Personal information
- Full name: Mario David Quiroz Villón
- Date of birth: 8 September 1982 (age 43)
- Place of birth: Guayaquil, Ecuador
- Height: 1.75 m (5 ft 9 in)
- Position(s): Midfielder

Youth career
- 2001–2002: El Nacional U-20

Senior career*
- Years: Team / Apps / (Gls)
- 2001–2007: El Nacional / 206 / (36)
- 2008–2009: → Barcelona SC (loan) / 39 / (11)
- 2009–2011: Emelec / 85 / (18)
- 2012–2013: Atlante / 8 / (0)
- 2012: → LDU Quito (loan) / 13 / (0)
- 2013: → Deportivo Quito (loan) / 4 / (0)
- 2014–2015: Olmedo / 12 / (0)
- 2016: Guayaquil S.C. / 30 / (2)

International career
- 2004–2012: Ecuador / 31 / (0)

= David Quiroz =

Ecuadorian Association footballer (born 1982)

Mario David Quiroz Villón (born September 8, 1982) is an Ecuadorian former professional association footballer who played as a midfielder.

==Club career==
Born in Guayaquil, Quiroz started at El Nacional. He was a starter in the Copa Sudamericana 2007 and in the 2007 Copa Libertadores.

In January 2008, he signed a contract for the successful Ecuadorian Barcelona. He recently has had excellent performances with his new club. He was a regular starter for head coach, Reinaldo Merlo.

In January 2009 Quiroz signed with Emelec for three years.

On 10 December 2011 Quiroz was transferred to Mexico club Atlante FC.

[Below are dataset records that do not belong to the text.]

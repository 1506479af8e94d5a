// Shared test helpers for input fixtures and store inspection.
//
// This module provides common utilities used across multiple test files to
// reduce duplication.

use std::fs::File;
use std::io::Write;
use std::path::{Path, PathBuf};

use sqlx::SqlitePool;

use table_loader::Config;

/// Writes `lines` to `name` inside `dir` and returns the file's path.
#[allow(dead_code)] // Used by other test files
pub fn write_input(dir: &Path, name: &str, lines: &[&str]) -> PathBuf {
    let path = dir.join(name);
    let mut file = File::create(&path).expect("Failed to create input file");
    for line in lines {
        writeln!(file, "{line}").expect("Failed to write input line");
    }
    file.flush().expect("Failed to flush input file");
    path
}

/// A well-formed 8-column report row with the given reportIdx.
#[allow(dead_code)] // Used by other test files
pub fn report_row(idx: &str) -> String {
    format!(r#""2024-01-01","AcmeCorp","ACM","Q1 Outlook","120.50","J. Doe","BigBank","{idx}""#)
}

/// Config pointing at a test input and database, with defaults elsewhere.
#[allow(dead_code)] // Used by other test files
pub fn test_config(input: &Path, db_path: &Path, table: &str) -> Config {
    Config {
        input: input.to_path_buf(),
        db_path: db_path.to_path_buf(),
        table: table.to_string(),
        ..Default::default()
    }
}

/// Counts the items currently in `table`.
#[allow(dead_code)] // Used by other test files
pub async fn count_rows(db_path: &Path, table: &str) -> i64 {
    let pool = SqlitePool::connect(&format!("sqlite:{}", db_path.display()))
        .await
        .expect("Failed to open test database");
    sqlx::query_scalar(&format!("SELECT COUNT(*) FROM \"{table}\""))
        .fetch_one(&pool)
        .await
        .expect("Failed to count rows")
}

/// Fetches one field of the item with the given primary-key value.
#[allow(dead_code)] // Used by other test files
pub async fn fetch_field(
    db_path: &Path,
    table: &str,
    key_field: &str,
    key: &str,
    field: &str,
) -> String {
    let pool = SqlitePool::connect(&format!("sqlite:{}", db_path.display()))
        .await
        .expect("Failed to open test database");
    sqlx::query_scalar(&format!(
        "SELECT \"{field}\" FROM \"{table}\" WHERE \"{key_field}\" = ?"
    ))
    .bind(key)
    .fetch_one(&pool)
    .await
    .expect("Failed to fetch field")
}
//! Batch writer implementation.
//!
//! Collects records into the window and flushes them to the store in
//! store-sized chunks under a per-batch timeout.

use std::sync::Arc;

use crate::error_handling::{ErrorType, LoadStats};
use crate::schema::Record;
use crate::storage::table::TableStore;

use super::{BatchConfig, FlushResult};

/// Batch writer that collects records and writes them in batches.
///
/// Owns the window exclusively; callers must invoke [`BatchWriter::flush`]
/// once after the last record so nothing stays buffered.
pub struct BatchWriter<S: TableStore> {
    store: S,
    config: BatchConfig,
    buffer: Vec<Record>,
    stats: Arc<LoadStats>,
}

impl<S: TableStore> BatchWriter<S> {
    /// Creates a writer over `store` with an empty window.
    pub fn new(store: S, config: BatchConfig, stats: Arc<LoadStats>) -> Self {
        BatchWriter {
            store,
            config,
            buffer: Vec::new(),
            stats,
        }
    }

    /// Adds a record to the window, flushing if the window is full.
    ///
    /// Returns the [`FlushResult`] when a flush happened, `None` otherwise.
    pub async fn add_record(&mut self, record: Record) -> Option<FlushResult> {
        self.buffer.push(record);
        if self.buffer.len() >= self.config.batch_size {
            Some(self.flush().await)
        } else {
            None
        }
    }

    /// Flushes all buffered records to the store.
    ///
    /// The window is split into chunks no larger than the store's
    /// `max_batch_items()`. Each chunk runs under the configured timeout: a
    /// timed-out chunk is reported failed and the flush continues with the
    /// next chunk. If the store becomes unreachable, every unresolved
    /// record in the window is reported failed and `aborted` is set.
    pub async fn flush(&mut self) -> FlushResult {
        if self.buffer.is_empty() {
            return FlushResult::default();
        }

        let records: Vec<Record> = self.buffer.drain(..).collect();
        let mut result = FlushResult {
            total: records.len(),
            ..FlushResult::default()
        };
        log::debug!(
            "Flushing batch of {} record(s) to table {:?}",
            records.len(),
            self.store.name()
        );

        let chunk_size = self.store.max_batch_items().max(1);
        let chunks: Vec<&[Record]> = records.chunks(chunk_size).collect();
        for (i, chunk) in chunks.iter().enumerate() {
            match tokio::time::timeout(self.config.flush_timeout, self.store.put_batch(chunk))
                .await
            {
                Ok(Ok(outcome)) => {
                    result.written += outcome.accepted.len();
                    for rejected in outcome.rejected {
                        self.stats.increment(ErrorType::StoreRejection);
                        result.failed += 1;
                        result.failed_keys.push(rejected.key);
                    }
                }
                Ok(Err(e)) => {
                    // Store gone: fail this chunk and everything after it,
                    // then hand the abort up to the loader.
                    log::error!("Store write failed: {e}");
                    for record in chunks[i..].iter().flat_map(|c| c.iter()) {
                        result.failed += 1;
                        result.failed_keys.push(record.key.clone());
                    }
                    result.aborted = Some(e.to_string());
                    break;
                }
                Err(_elapsed) => {
                    self.stats.increment(ErrorType::BatchTimeout);
                    log::warn!(
                        "Batch write timed out after {:?}; {} record(s) reported failed",
                        self.config.flush_timeout,
                        chunk.len()
                    );
                    for record in chunk.iter() {
                        result.failed += 1;
                        result.failed_keys.push(record.key.clone());
                    }
                }
            }
        }

        if result.failed > 0 && result.aborted.is_none() {
            log::warn!(
                "Flush completed: {} written, {} failed out of {} total",
                result.written,
                result.failed,
                result.total
            );
        } else if result.aborted.is_none() {
            log::debug!("Successfully flushed {} record(s)", result.written);
        }

        result
    }
}
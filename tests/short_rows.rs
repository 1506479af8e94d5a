//! Tests for rows with fewer columns than the schema requires.

mod helpers;

use helpers::{count_rows, report_row, test_config, write_input};
use table_loader::run_load;
use tempfile::TempDir;

#[tokio::test]
async fn test_short_row_is_reported_and_skipped() {
    let dir = TempDir::new().unwrap();
    let row1 = report_row("r-001");
    let short = r#""2024-01-01","AcmeCorp","ACM""#;
    let row3 = report_row("r-003");
    let input = write_input(dir.path(), "input.csv", &[&row1, short, &row3]);
    let db_path = dir.path().join("out.db");

    let report = run_load(test_config(&input, &db_path, "reports"))
        .await
        .unwrap();

    // The short row is skipped; processing continues with the next row
    assert_eq!(report.records_read, 2);
    assert_eq!(report.records_skipped, 1);
    assert_eq!(report.records_written, 2);
    assert_eq!(report.records_failed, 0);

    assert_eq!(report.shape_mismatches.len(), 1);
    let mismatch = &report.shape_mismatches[0];
    assert_eq!(mismatch.row_index, 2);
    assert_eq!(mismatch.expected, 8);
    assert_eq!(mismatch.actual, 3);

    assert_eq!(count_rows(&db_path, "reports").await, 2);
}

#[tokio::test]
async fn test_leading_short_row_does_not_stop_the_run() {
    let dir = TempDir::new().unwrap();
    let mut lines = vec!["only,two".to_string()];
    for i in 0..10 {
        lines.push(report_row(&format!("r-{i:02}")));
    }
    let line_refs: Vec<&str> = lines.iter().map(String::as_str).collect();
    let input = write_input(dir.path(), "input.csv", &line_refs);

    let report = run_load(test_config(&input, &dir.path().join("out.db"), "reports"))
        .await
        .unwrap();

    assert_eq!(report.records_read, 10);
    assert_eq!(report.records_skipped, 1);
    assert_eq!(report.records_written, 10);
    assert_eq!(report.shape_mismatches[0].row_index, 1);
}

#[tokio::test]
async fn test_multiple_short_rows_each_reported() {
    let dir = TempDir::new().unwrap();
    let row2 = report_row("r-001");
    let input = write_input(dir.path(), "input.csv", &["a,b", &row2, "c"]);

    let report = run_load(test_config(&input, &dir.path().join("out.db"), "reports"))
        .await
        .unwrap();

    assert_eq!(report.records_skipped, 2);
    assert_eq!(report.shape_mismatches.len(), 2);
    assert_eq!(report.shape_mismatches[0].row_index, 1);
    assert_eq!(report.shape_mismatches[0].actual, 2);
    assert_eq!(report.shape_mismatches[1].row_index, 3);
    assert_eq!(report.shape_mismatches[1].actual, 1);
}
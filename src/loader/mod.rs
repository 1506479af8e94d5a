//! The Loader: sequential row consumption and tallying.
//!
//! Consumes the Record Source in order, maps each row through the schema,
//! and feeds well-formed records to the batch writer. One record at a time,
//! one batch in flight at a time; cancellation is honored between rows and
//! the window is always flushed before returning, on every exit path.

use std::sync::Arc;

use log::{info, warn};
use tokio_util::sync::CancellationToken;

use crate::config::PROGRESS_LOG_EVERY_ROWS;
use crate::error_handling::{ErrorType, LoadError, LoadStats};
use crate::schema::{Schema, ShapeMismatch};
use crate::source::RecordSource;
use crate::storage::batch::{BatchWriter, FlushResult};
use crate::storage::table::TableStore;

/// Counters and per-row findings accumulated over one run.
///
/// Counter semantics: `records_read` counts rows successfully mapped to
/// records, so `records_written + records_failed == records_read` holds
/// unconditionally; blank lines and short rows land in `records_skipped`.
#[derive(Debug, Default)]
pub struct LoadTally {
    /// Rows mapped to records and handed to the writer.
    pub records_read: usize,
    /// Records the store accepted.
    pub records_written: usize,
    /// Blank lines plus rows that failed to map.
    pub records_skipped: usize,
    /// Records the store did not accept.
    pub records_failed: usize,
    /// Primary-key values of the failed records.
    pub failed_keys: Vec<String>,
    /// Rows dropped for having fewer columns than the schema.
    pub shape_mismatches: Vec<ShapeMismatch>,
    /// Set when a fatal error stopped the run early.
    pub aborted: Option<String>,
}

/// Sequential loader over a [`RecordSource`].
pub struct Loader<S: TableStore> {
    schema: Schema,
    writer: BatchWriter<S>,
    stats: Arc<LoadStats>,
}

impl<S: TableStore> Loader<S> {
    /// Creates a loader over `writer` with the given column mapping.
    pub fn new(schema: Schema, writer: BatchWriter<S>, stats: Arc<LoadStats>) -> Self {
        Loader {
            schema,
            writer,
            stats,
        }
    }

    /// Consumes `source` to exhaustion (or cancellation, or fatal error)
    /// and returns the tally.
    ///
    /// Rather than propagating mid-run errors, the tally's `aborted` field
    /// carries the fatal cause so counts are available to the caller even
    /// on failure.
    pub async fn run(mut self, source: &mut RecordSource, shutdown: &CancellationToken) -> LoadTally {
        let mut tally = LoadTally::default();

        loop {
            if shutdown.is_cancelled() {
                info!("Cancellation requested; flushing pending records");
                break;
            }

            let row = match source.next_row().await {
                Ok(Some(row)) => row,
                Ok(None) => break,
                Err(e) => {
                    log::error!("Input failed mid-run: {e}");
                    tally.aborted = Some(e.to_string());
                    break;
                }
            };

            if row.fields.is_empty() {
                tally.records_skipped += 1;
                continue;
            }

            let record = match self.schema.project(row.index, &row.fields) {
                Ok(record) => record,
                Err(mismatch) => {
                    warn!("{}", LoadError::from(mismatch.clone()));
                    self.stats.increment(ErrorType::ShortRow);
                    tally.records_skipped += 1;
                    tally.shape_mismatches.push(mismatch);
                    continue;
                }
            };

            tally.records_read += 1;
            if let Some(result) = self.writer.add_record(record).await {
                absorb(&mut tally, result);
                if tally.aborted.is_some() {
                    return tally;
                }
            }

            if tally.records_read % PROGRESS_LOG_EVERY_ROWS == 0 {
                info!(
                    "Progress: {} read, {} written, {} skipped, {} failed",
                    tally.records_read,
                    tally.records_written,
                    tally.records_skipped,
                    tally.records_failed
                );
            }
        }

        // Final flush: the window must be empty before the run ends
        let result = self.writer.flush().await;
        absorb(&mut tally, result);
        tally
    }
}

/// Folds one flush into the running tally.
fn absorb(tally: &mut LoadTally, result: FlushResult) {
    if let Some(err) = result.as_partial_failure() {
        warn!("{err}");
    }
    tally.records_written += result.written;
    tally.records_failed += result.failed;
    tally.failed_keys.extend(result.failed_keys);
    if let Some(cause) = result.aborted {
        tally.aborted = Some(cause);
    }
}
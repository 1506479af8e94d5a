// storage/mod.rs
// Store operations module

pub mod batch;
pub mod pool;
pub mod table;

// Re-export commonly used items
pub use batch::{BatchConfig, BatchWriter, FlushResult};
pub use pool::init_db_pool_with_path;
pub use table::{PutBatchOutcome, RejectedItem, SqliteTableStore, TableStore};
//! Main application entry point (CLI binary).
//!
//! This is a thin wrapper around the `table_loader` library that handles:
//! - Command-line argument parsing
//! - Logger initialization
//! - User-facing summary output and exit codes
//!
//! All core functionality is implemented in the library crate.

use anyhow::{Context, Result};
use clap::Parser;
use std::process;

use table_loader::initialization::init_logger_with;
use table_loader::{run_load, Config, LoadReport, LogFormat};

/// Maps a finished run to the process exit code.
///
/// 0 on full success, 2 when some records failed to load, 1 when a fatal
/// error stopped the run.
fn evaluate_exit_code(report: &LoadReport) -> i32 {
    if report.aborted.is_some() {
        1
    } else if report.records_failed > 0 {
        2
    } else {
        0
    }
}

/// Prints the end-of-run summary, matching the configured log format.
fn print_summary(report: &LoadReport, format: &LogFormat) {
    match format {
        LogFormat::Json => match serde_json::to_string(report) {
            Ok(json) => println!("{json}"),
            Err(e) => eprintln!("Failed to serialize summary: {e}"),
        },
        LogFormat::Plain => {
            println!(
                "✅ Processed {} record{} ({} written, {} skipped, {} failed) in {:.1}s",
                report.records_read,
                if report.records_read == 1 { "" } else { "s" },
                report.records_written,
                report.records_skipped,
                report.records_failed,
                report.elapsed_seconds
            );
            if !report.failed_keys.is_empty() {
                println!("Failed keys: {}", report.failed_keys.join(", "));
            }
            if let Some(cause) = &report.aborted {
                println!("⚠️ Run stopped early: {cause}");
            }
            println!(
                "Results stored in table '{}' in {}",
                report.table,
                report.db_path.display()
            );
        }
    }
}

#[tokio::main]
async fn main() -> Result<()> {
    // Parse command-line arguments into Config
    let config = Config::parse();

    // Initialize logger based on config
    let log_level = config.log_level.clone();
    let log_format = config.log_format.clone();
    init_logger_with(log_level.into(), log_format.clone())
        .context("Failed to initialize logger")?;

    // Run the load using the library
    match run_load(config).await {
        Ok(report) => {
            // The summary counts are always emitted, even on partial
            // failure, so callers can assess load completeness
            print_summary(&report, &log_format);
            let code = evaluate_exit_code(&report);
            if code != 0 {
                process::exit(code);
            }
            Ok(())
        }
        Err(e) => {
            eprintln!("table_loader error: {:#}", e);
            process::exit(1);
        }
    }
}
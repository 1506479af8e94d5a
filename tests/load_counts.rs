//! Tests for the run summary counters (conservation properties).

mod helpers;

use helpers::{count_rows, report_row, test_config, write_input};
use table_loader::{run_load, run_load_with_shutdown};
use tempfile::TempDir;
use tokio_util::sync::CancellationToken;

#[tokio::test]
async fn test_worked_example_counts() {
    // A valid row, an empty line, then a second valid row
    let dir = TempDir::new().unwrap();
    let row1 = report_row("r-001");
    let row2 = report_row("r-002");
    let input = write_input(dir.path(), "input.csv", &[&row1, "", &row2]);

    let report = run_load(test_config(&input, &dir.path().join("out.db"), "reports"))
        .await
        .unwrap();

    assert_eq!(report.records_read, 2);
    assert_eq!(report.records_skipped, 1);
    assert_eq!(report.records_written, 2);
    assert_eq!(report.records_failed, 0);
    assert!(report.failed_keys.is_empty());
    assert!(report.aborted.is_none());
}

#[tokio::test]
async fn test_counts_are_conserved_across_batches() {
    // More rows than the default batch size, with blank lines sprinkled in
    let dir = TempDir::new().unwrap();
    let mut lines: Vec<String> = Vec::new();
    let mut blanks = 0;
    for i in 0..60 {
        lines.push(report_row(&format!("r-{i:03}")));
        if i % 10 == 0 {
            lines.push(String::new());
            blanks += 1;
        }
    }
    let line_refs: Vec<&str> = lines.iter().map(String::as_str).collect();
    let input = write_input(dir.path(), "input.csv", &line_refs);
    let db_path = dir.path().join("out.db");

    let report = run_load(test_config(&input, &db_path, "reports"))
        .await
        .unwrap();

    // read + skipped covers every input line
    assert_eq!(report.records_read + report.records_skipped, 60 + blanks);
    assert_eq!(report.records_read, 60);
    assert_eq!(report.records_skipped, blanks);
    // no record is double-counted or lost
    assert_eq!(
        report.records_written + report.records_failed,
        report.records_read
    );
    assert_eq!(count_rows(&db_path, "reports").await, 60);
}

#[tokio::test]
async fn test_empty_input_yields_zero_counts() {
    let dir = TempDir::new().unwrap();
    let input = write_input(dir.path(), "input.csv", &[]);

    let report = run_load(test_config(&input, &dir.path().join("out.db"), "reports"))
        .await
        .unwrap();

    assert_eq!(report.records_read, 0);
    assert_eq!(report.records_written, 0);
    assert_eq!(report.records_skipped, 0);
    assert_eq!(report.records_failed, 0);
}

#[tokio::test]
async fn test_cancellation_before_start_loads_nothing() {
    // Cancellation is honored between rows; a token cancelled up front
    // stops the run before the first row, with clean zero counts
    let dir = TempDir::new().unwrap();
    let row = report_row("r-001");
    let input = write_input(dir.path(), "input.csv", &[&row]);

    let shutdown = CancellationToken::new();
    shutdown.cancel();
    let report = run_load_with_shutdown(
        test_config(&input, &dir.path().join("out.db"), "reports"),
        shutdown,
    )
    .await
    .unwrap();

    assert_eq!(report.records_read, 0);
    assert_eq!(report.records_written, 0);
    assert!(report.aborted.is_none());
}

#[tokio::test]
async fn test_custom_batch_size_loads_everything() {
    // Batch size 1 forces a flush per record; totals must not change
    let dir = TempDir::new().unwrap();
    let rows: Vec<String> = (0..5).map(|i| report_row(&format!("r-{i}"))).collect();
    let row_refs: Vec<&str> = rows.iter().map(String::as_str).collect();
    let input = write_input(dir.path(), "input.csv", &row_refs);
    let db_path = dir.path().join("out.db");

    let mut config = test_config(&input, &db_path, "reports");
    config.batch_size = 1;
    let report = run_load(config).await.unwrap();

    assert_eq!(report.records_written, 5);
    assert_eq!(count_rows(&db_path, "reports").await, 5);
}
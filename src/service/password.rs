//! One-way salted password hashing.

use crate::error::AppError;
use argon2::{
    password_hash::{rand_core::OsRng, PasswordHash, PasswordHasher, PasswordVerifier, SaltString},
    Argon2,
};

/// One-way password encoding. `matches` is the check a login path uses against a stored
/// hash; user creation only needs `encode`.
pub trait PasswordEncoder: Send + Sync {
    /// Hash `raw` with a fresh random salt. The result is a self-describing PHC string.
    fn encode(&self, raw: &str) -> Result<String, AppError>;

    /// Whether `raw` hashes to `encoded`. Malformed hashes never match.
    fn matches(&self, raw: &str, encoded: &str) -> bool;
}

/// Argon2id with the crate's default parameters.
#[derive(Default)]
pub struct Argon2Encoder {
    argon2: Argon2<'static>,
}

impl Argon2Encoder {
    pub fn new() -> Self {
        Self::default()
    }
}

impl PasswordEncoder for Argon2Encoder {
    fn encode(&self, raw: &str) -> Result<String, AppError> {
        let salt = SaltString::generate(&mut OsRng);
        let hash = self
            .argon2
            .hash_password(raw.as_bytes(), &salt)
            .map_err(|e| AppError::PasswordHash(e.to_string()))?;
        Ok(hash.to_string())
    }

    fn matches(&self, raw: &str, encoded: &str) -> bool {
        match PasswordHash::new(encoded) {
            Ok(parsed) => self.argon2.verify_password(raw.as_bytes(), &parsed).is_ok(),
            Err(_) => false,
        }
    }
}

In January 2012, he was on loan with LDU Quito for one year.

==International career==
Quiroz is seen as a promising player; he has played for the Ecuador national team and made his beginning appearances against Sweden. His next international appearance was in a friendly against Ireland in the Giants Stadium, New York City. He had no play for the Copa América 2007 for Ecuador. He has seen playing time so far in Ecuador's 2010 World Cup qualifying tournament, starting in the 5–1 win over Peru in Quito.